Structure of Transfer RNA - tRNA - The nucleotide sequence (primary structure) of tRNA was first worked out by Holley et al (1965) for yeast alanine tRNA. Since then the sequence of about 75 different tRNAs, ranging from bacteria to mammals, has been established. The different tRNAs are all minor variants of the same basic type of structure.

Several models of the secondary structure of tRNA have been proposed, and of these the cloverleaf model of Holley is the most widely accepted. According to the cloverleaf model the single polynucleotide chain of tRNA is folded upon itself to form 5 arms. As a result of the folding the 3' and the 5' ends of the chain come near each other. An arm consists of a stem and a loop.

In the double helical stems there is internal Watson Crick base pairing which follows the A-V and G-C combinations, except for an occasional G-U base pair or a mismatch. There is no base pairing in the loops. One of the arms bas a stem but not a loop and is called the acceptor stem. The other arms are called the D arm, the anticodon arm, the variable arm and the TψC arm.

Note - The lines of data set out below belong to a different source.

//! Backend work behind each route and each form submission.
//!
//! These functions run inside tasks spawned by the [`TaskManager`]; they
//! never touch UI state and report through their return value only.
//!
//! [`TaskManager`]: super::TaskManager

use crate::auth::TokenStore;
use crate::backend::{
    BackendError, ChangePasswordRequest, ClaimPayload, ClaimsBackend, ClaimsQuery, CustomerPayload, EmployeePayload,
    ForgotPasswordRequest, LoginRequest, RegisterRequest, ResetPasswordRequest,
};
use crate::constants::{
    SUCCESS_CLAIM_CREATED, SUCCESS_CLAIM_DELETED, SUCCESS_CLAIM_UPDATED, SUCCESS_CUSTOMER_CREATED,
    SUCCESS_EMPLOYEE_CREATED, SUCCESS_PASSWORD_CHANGED, SUCCESS_PASSWORD_RESET, SUCCESS_REGISTERED,
    SUCCESS_RESET_EMAIL_SENT, SUCCESS_SIGNED_IN,
};
use crate::routes::Route;

use super::actions::PageData;

/// Claims pulled for the dashboard and analytics figures.
pub const OVERVIEW_LIMIT: u32 = 100;

/// A validated write, ready to send.
#[derive(Debug, Clone)]
pub enum Submission {
    CreateClaim(ClaimPayload),
    UpdateClaim { id: i64, payload: ClaimPayload },
    DeleteClaim(i64),
    CreateCustomer(CustomerPayload),
    CreateEmployee(EmployeePayload),
    Login(LoginRequest),
    Register(RegisterRequest),
    ForgotPassword(ForgotPasswordRequest),
    ResetPassword(ResetPasswordRequest),
    ChangePassword(ChangePasswordRequest),
}

impl Submission {
    pub fn description(&self) -> String {
        match self {
            Submission::CreateClaim(payload) => format!("Create claim for customer {}", payload.customer_id),
            Submission::UpdateClaim { id, .. } => format!("Update claim {id}"),
            Submission::DeleteClaim(id) => format!("Delete claim {id}"),
            Submission::CreateCustomer(payload) => format!("Create customer '{}'", payload.name),
            Submission::CreateEmployee(payload) => format!("Create employee '{}'", payload.name),
            Submission::Login(request) => format!("Sign in as {}", request.email),
            Submission::Register(request) => format!("Register {}", request.email),
            Submission::ForgotPassword(_) => "Request password reset".to_string(),
            Submission::ResetPassword(_) => "Reset password".to_string(),
            Submission::ChangePassword(_) => "Change password".to_string(),
        }
    }
}

/// What a successful submission tells the UI.
#[derive(Debug, Clone, PartialEq)]
pub struct Outcome {
    pub message: String,
    pub next: Option<Route>,
}

impl Outcome {
    fn new(message: &str, next: Option<Route>) -> Self {
        Self {
            message: message.to_string(),
            next,
        }
    }
}

/// Whether visiting `route` triggers a backend load.
pub fn loads_data(route: &Route) -> bool {
    matches!(
        route,
        Route::Dashboard
            | Route::Claims
            | Route::ClaimDetail(_)
            | Route::NewClaim
            | Route::EditClaim(_)
            | Route::Customers
            | Route::Employees
            | Route::Analytics
            | Route::Profile
    )
}

/// Fetch everything `route` shows. `claims_query` is used by the claims list.
pub async fn load_page(
    backend: &dyn ClaimsBackend,
    route: &Route,
    claims_query: &ClaimsQuery,
) -> Result<Option<PageData>, BackendError> {
    let overview = ClaimsQuery::List {
        page: 1,
        limit: OVERVIEW_LIMIT,
        search: None,
    };

    let data = match route {
        Route::Dashboard => PageData::Dashboard(backend.fetch_claims(&overview).await?),
        Route::Analytics => PageData::Analytics(backend.fetch_claims(&overview).await?),
        Route::Claims => PageData::Claims(backend.fetch_claims(claims_query).await?),
        Route::ClaimDetail(id) => PageData::Claim(backend.fetch_claim(*id).await?),
        Route::NewClaim => PageData::ClaimForm {
            claim: None,
            lookups: backend.fetch_lookups().await?,
        },
        Route::EditClaim(id) => {
            let (claim, lookups) = tokio::try_join!(backend.fetch_claim(*id), backend.fetch_lookups())?;
            PageData::ClaimForm {
                claim: Some(claim),
                lookups,
            }
        }
        Route::Customers => PageData::Customers(backend.fetch_customers().await?),
        Route::Employees => PageData::Employees(backend.fetch_employees().await?),
        Route::Profile => PageData::Profile(backend.me().await?),
        _ => return Ok(None),
    };
    Ok(Some(data))
}

/// Send a submission. Login and registration store the returned token.
pub async fn submit(
    backend: &dyn ClaimsBackend,
    tokens: &TokenStore,
    submission: Submission,
) -> Result<Outcome, BackendError> {
    match submission {
        Submission::CreateClaim(payload) => {
            backend.create_claim(&payload).await?;
            Ok(Outcome::new(SUCCESS_CLAIM_CREATED, Some(Route::Claims)))
        }
        Submission::UpdateClaim { id, payload } => {
            backend.update_claim(id, &payload).await?;
            Ok(Outcome::new(SUCCESS_CLAIM_UPDATED, Some(Route::ClaimDetail(id))))
        }
        Submission::DeleteClaim(id) => {
            backend.delete_claim(id).await?;
            Ok(Outcome::new(SUCCESS_CLAIM_DELETED, Some(Route::Claims)))
        }
        Submission::CreateCustomer(payload) => {
            backend.create_customer(&payload).await?;
            Ok(Outcome::new(SUCCESS_CUSTOMER_CREATED, Some(Route::Customers)))
        }
        Submission::CreateEmployee(payload) => {
            backend.create_employee(&payload).await?;
            Ok(Outcome::new(SUCCESS_EMPLOYEE_CREATED, Some(Route::Employees)))
        }
        Submission::Login(request) => {
            let token = backend.login(&request).await?;
            store_token(tokens, &token);
            Ok(Outcome::new(SUCCESS_SIGNED_IN, Some(Route::Dashboard)))
        }
        Submission::Register(request) => {
            let token = backend.register(&request).await?;
            store_token(tokens, &token);
            Ok(Outcome::new(SUCCESS_REGISTERED, Some(Route::Dashboard)))
        }
        Submission::ForgotPassword(request) => {
            backend.forgot_password(&request).await?;
            Ok(Outcome::new(SUCCESS_RESET_EMAIL_SENT, None))
        }
        Submission::ResetPassword(request) => {
            backend.reset_password(&request).await?;
            Ok(Outcome::new(SUCCESS_PASSWORD_RESET, Some(Route::Login)))
        }
        Submission::ChangePassword(request) => {
            backend.change_password(&request).await?;
            Ok(Outcome::new(SUCCESS_PASSWORD_CHANGED, Some(Route::Profile)))
        }
    }
}

fn store_token(tokens: &TokenStore, token: &str) {
    // The in-memory token is set regardless; only persistence can fail.
    if let Err(e) = tokens.save(token) {
        log::error!("Could not persist token: {e:#}");
    }
}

The variable arm mayor may not have a stem. The acceptor stem consists of 7 base pairs and 4 unpaired nucleotide units. The latter include a constant 3' terminal -CCA sequence and a fourth nucleotide which is a variable purine (A or G). The amino acid molecule attaches to the 3' terminal of the -CCA sequence, which is' known as the amino acid binding site. The 5' end of tRNA is either guanine (G) or cytosine (C).

The second arm is called the D arm. It consists of 15-18 nucleotides with 3-4 base pairs in the stem and 7-11 unpaired nucleotides in the loop. The loop of the D arm is called Loop I or dihydrouridine (DHU) loop or the D loop. It contains two variable regions, α and β on either side of two constant guanine residues. These regions consist of 1-3 nucleotides, mostly pyrimidines, with a high proportion of DHU.

The synthetase site which recognizes the amino acid activating enzyme is located on a part of the D loop and a part of the acceptor stem on the 5' side. The third arm or anticodon arm consists of an anticodon stem of 5 base pairs and a loop, called Loop II or the anticodon loop. This loop consists of 7 unpaired nucleotides of which the middle three form the anticodon.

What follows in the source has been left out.